A Rejeitada: O Preço da Vingança
Capítulo 3
A minha sogra explodiu de raiva.
"Divórcio? Atreves-te a dizer essa palavra? Depois de teres matado o meu neto, achas que podes simplesmente ir embora? Deixa-me dizer-te, Sofia, nem penses nisso!"
Ela avançou em minha direção, o seu rosto contorcido de fúria.
"Tu deves à nossa família um filho! Não vais a lado nenhum até nos dares um herdeiro!"
Pedro finalmente levantou-se, colocando uma mão no ombro da sua mãe, mas não para me proteger.
"Mãe, acalma-te. Ela não está a pensar bem."
Depois ele virou-se para mim, a sua voz baixa e ameaçadora.
"Sofia, para com este disparate. Estás emocional agora. Não estás em estado de tomar decisões. Descansa um pouco. Falamos sobre isto mais tarde."
"Não há nada para falar," insisti eu. "A minha decisão está tomada. Quero o divórcio."
A paciência de Pedro esgotou-se. A sua cara ficou vermelha de raiva.
"Já chega! Estás a ser egoísta! A Clara quase morreu no acidente, ela está traumatizada, e tudo em que consegues pensar é em ti mesma? Não tens um pingo de compaixão?"
Compaixão? Eu tinha acabado de perder o meu filho. Eu estava deitada numa cama de hospital, com o corpo e a alma despedaçados. E ele estava a pedir-me para ter compaixão pela mulher que causou tudo isto?
A porta do quarto abriu-se e a própria Clara entrou, a mancar ligeiramente. Ela tinha uma ligadura no braço, mas fora isso, parecia perfeitamente bem.

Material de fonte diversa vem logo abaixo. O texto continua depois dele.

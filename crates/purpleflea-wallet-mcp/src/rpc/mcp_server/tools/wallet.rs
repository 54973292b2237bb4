//! Agent wallet tools. All of them authenticate with the service key.

use serde_json::{Map, Number, Value};

use super::schema::{Param, ToolArgs, ToolSpec};
use crate::api::{ApiRequest, Credential};
use crate::errors::ArgsError;

const CREATE_PATH: &str = "/v1/wallet/internal/create";
const BALANCE_PATH: &str = "/v1/wallet/internal/balance";
const ADDRESSES_PATH: &str = "/v1/wallet/internal/addresses";
const TRANSACTIONS_PATH: &str = "/v1/wallet/internal/transactions";

const AGENT_ID: Param = Param::required_str("agent_id", "Agent identifier");
const SERVICE_KEY: Param =
    Param::required_str("service_key", "Service API key for authentication");

pub const REGISTER: ToolSpec = ToolSpec {
    name: "register",
    description: "Register a new agent with Purple Flea Wallet. Creates a multi-chain wallet (Ethereum, Bitcoin, Solana, Monero, Base, Arbitrum, BSC, Tron, Zcash, Dogecoin, HyperEVM) and returns deposit addresses for every supported chain. Optionally pass the referral code of the agent who referred you; the referrer earns 10% commission on your swap fees.",
    params: &[
        Param::required_str("agent_id", "Unique identifier for the agent"),
        SERVICE_KEY,
        Param::optional_str(
            "referred_by",
            "Referral code of the agent who referred you (e.g. ref_xxxxxxxx)",
        ),
    ],
    // Same endpoint as create_wallet: the backend treats an existing agent as a no-op.
    request: create_request,
    reshape: None,
};

pub const CREATE_WALLET: ToolSpec = ToolSpec {
    name: "create_wallet",
    description: "Create a multi-chain wallet for an existing agent. Addresses are generated across all supported chains. If the wallet already exists, the existing addresses are returned unchanged.",
    params: &[
        Param::required_str("agent_id", "Agent identifier to create the wallet for"),
        SERVICE_KEY,
        Param::optional_str(
            "referred_by",
            "Referral code (ref_xxxxxxxx) to link this agent to a referrer",
        ),
    ],
    request: create_request,
    reshape: None,
};

pub const BALANCE: ToolSpec = ToolSpec {
    name: "balance",
    description: "Get the current USD balance for an agent: total, available (excluding reserved funds), reserved, and lifetime deposit/withdrawal totals.",
    params: &[AGENT_ID, SERVICE_KEY],
    request: |args| agent_request(BALANCE_PATH, args),
    reshape: None,
};

pub const DEPOSIT_ADDRESS: ToolSpec = ToolSpec {
    name: "deposit_address",
    description: "Get deposit addresses for an agent across all supported chains. EVM chains (Ethereum, BSC, Arbitrum, Base, HyperEVM) share the same address.",
    params: &[AGENT_ID, SERVICE_KEY],
    request: |args| agent_request(ADDRESSES_PATH, args),
    reshape: None,
};

pub const TRANSACTIONS: ToolSpec = ToolSpec {
    name: "transactions",
    description: "Get transaction history for an agent: deposits, charges, credits, swaps, referral commissions and reservations, with timestamps and balances.",
    params: &[
        AGENT_ID,
        SERVICE_KEY,
        Param::number_or(
            "limit",
            50,
            "Number of transactions to return (default 50)",
        ),
    ],
    request: transactions_request,
    reshape: None,
};

pub const TOOLS: &[ToolSpec] = &[REGISTER, CREATE_WALLET, BALANCE, DEPOSIT_ADDRESS, TRANSACTIONS];

fn service_key(args: &ToolArgs) -> Result<Credential, ArgsError> {
    Ok(Credential::Service(
        args.required_str("service_key")?.to_owned(),
    ))
}

fn create_request(args: &ToolArgs) -> Result<ApiRequest, ArgsError> {
    let mut body = Map::new();
    body.insert(
        "agent_id".into(),
        Value::from(args.required_str("agent_id")?),
    );
    if let Some(code) = args.opt_str("referred_by") {
        body.insert("referred_by".into(), Value::from(code));
    }
    Ok(ApiRequest::post(CREATE_PATH)
        .json(Value::Object(body))
        .credential(service_key(args)?))
}

fn agent_request(path: &'static str, args: &ToolArgs) -> Result<ApiRequest, ArgsError> {
    Ok(ApiRequest::get(path)
        .segment(args.required_str("agent_id")?)
        .credential(service_key(args)?))
}

/// Query text for a numeric argument. Whole numbers render without a fractional part, so a
/// client sending `10.0` still asks for `limit=10`.
fn number_text(n: &Number) -> String {
    if n.is_f64() {
        if let Some(f) = n.as_f64() {
            if f.is_finite() && f.fract() == 0.0 && f.abs() < 1e21 {
                return format!("{f:.0}");
            }
        }
    }
    n.to_string()
}

fn transactions_request(args: &ToolArgs) -> Result<ApiRequest, ArgsError> {
    let limit = number_text(args.number("limit")?);
    Ok(agent_request(TRANSACTIONS_PATH, args)?.query("limit", limit))
}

Nos seus braços, ela embalava o seu cão, um pequeno poodle, que também tinha uma pequena ligadura numa das patas.
"Pedro, querido, a tua mãe disse-me que a Sofia acordou. Vim ver como ela está," disse Clara, a sua voz doce e cheia de falsa preocupação.
Os olhos dela encontraram os meus, e por uma fração de segundo, vi um brilho de triunfo neles.

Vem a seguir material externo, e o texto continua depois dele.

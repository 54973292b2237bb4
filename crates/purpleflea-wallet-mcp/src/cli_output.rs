//! Centralised helpers for user-facing CLI output written to stderr.

use std::io::{IsTerminal as _, Write as _};

pub const BANNER_ENV: &str = "WALLET_MCP_BANNER";

fn stderr_writeln(s: &str) {
    let mut stderr = std::io::stderr().lock();
    if stderr.write_all(s.as_bytes()).is_err() {
        return;
    }
    if stderr.write_all(b"\n").is_err() {
        return;
    }
    let _flush = stderr.flush();
}

fn banner_forced(v: &str) -> bool {
    let v = v.trim().to_ascii_lowercase();
    !(v.is_empty() || v == "0" || v == "false" || v == "no" || v == "off")
}

/// Show the banner only when stderr is a terminal, unless `WALLET_MCP_BANNER` says otherwise.
pub fn mcp_banner_enabled() -> bool {
    std::env::var(BANNER_ENV).map_or_else(
        |_e| std::io::stderr().is_terminal(),
        |v| banner_forced(&v),
    )
}

fn banner_text(version: &str, backend: &str, tool_count: usize) -> String {
    format!(
        "Purple Flea Wallet MCP\n======================\nVersion : v{version}\nBackend : {backend}\nTools   : {tool_count}\nMode    : stdio\n\nTip: if your agent can't connect, run `purpleflea-wallet-mcp doctor`."
    )
}

/// Print the MCP startup banner to stderr. stdout belongs to the protocol.
pub fn print_mcp_banner(version: &str, backend: &str, tool_count: usize) {
    stderr_writeln(&banner_text(version, backend, tool_count));
}
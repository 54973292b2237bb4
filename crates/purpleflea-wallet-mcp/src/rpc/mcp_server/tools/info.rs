use super::schema::{Param, ToolSpec};
use crate::api::{ApiRequest, Credential};

pub const REFERRAL_STATS: ToolSpec = ToolSpec {
    name: "referral_stats",
    description: "Get referral statistics for the authenticated agent: referral code, share link, total referral earnings, number of referred agents and a per-agent breakdown. Referrers earn 10% commission on swap fees generated by agents they refer.",
    params: &[Param::required_str("api_key", "Agent API key (Bearer token)")],
    request: |args| {
        let key = args.required_str("api_key")?.to_owned();
        Ok(ApiRequest::get("/v1/referral/stats").credential(Credential::Bearer(key)))
    },
    reshape: None,
};

pub const SUPPORTED_CHAINS: ToolSpec = ToolSpec {
    name: "supported_chains",
    description: "List all supported chains, swap pairs and minimum swap amounts. No authentication required.",
    params: &[],
    request: |_| Ok(ApiRequest::get("/v1/swap/chains")),
    reshape: None,
};

pub const GOSSIP: ToolSpec = ToolSpec {
    name: "gossip",
    description: "Get Purple Flea Wallet gossip: live agent count, referral program details and passive income opportunities. No authentication required.",
    params: &[],
    request: |_| Ok(ApiRequest::get("/v1/gossip")),
    reshape: None,
};

pub const TOOLS: &[ToolSpec] = &[REFERRAL_STATS, SUPPORTED_CHAINS, GOSSIP];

A minha sogra correu para o lado dela.
"Oh, minha querida Clara! Devias estar a descansar! Não te preocupes com esta mulher ingrata. Como estás a sentir-te? O pequeno Max está bem?"
"Estamos ambos um pouco abalados, tia, mas vamos ficar bem," disse Clara, acariciando a cabeça do cão. "Estou mais preocupada com a Sofia. Perder um bebé deve ser terrível."
A sua simpatia era como veneno.
Pedro aproximou-se dela, o seu rosto suavizando instantaneamente.
"Clara, não devias ter saído da cama. Deixa-me levar-te de volta para o teu quarto."
Ele agia como se ela fosse a vítima, como se ela fosse a que precisava de cuidados.
Eu observei-os, o meu marido a cuidar da sua prima, a sua mãe a bajulá-la. E eu, a sua esposa, fui deixada de lado, esquecida.
Naquele momento, a minha dor transformou-se em raiva fria.
Eles não se importavam comigo. Eles nunca se importaram.
Eu era apenas uma incubadora para o seu herdeiro. E agora que eu tinha falhado, eu era inútil.
"Saiam," disse eu, a minha voz baixa mas firme.
Todos se viraram para me olhar.
"O quê?" perguntou Pedro, confuso.
"Eu disse, saiam," repeti, mais alto desta vez. "Saiam do meu quarto. Todos vocês."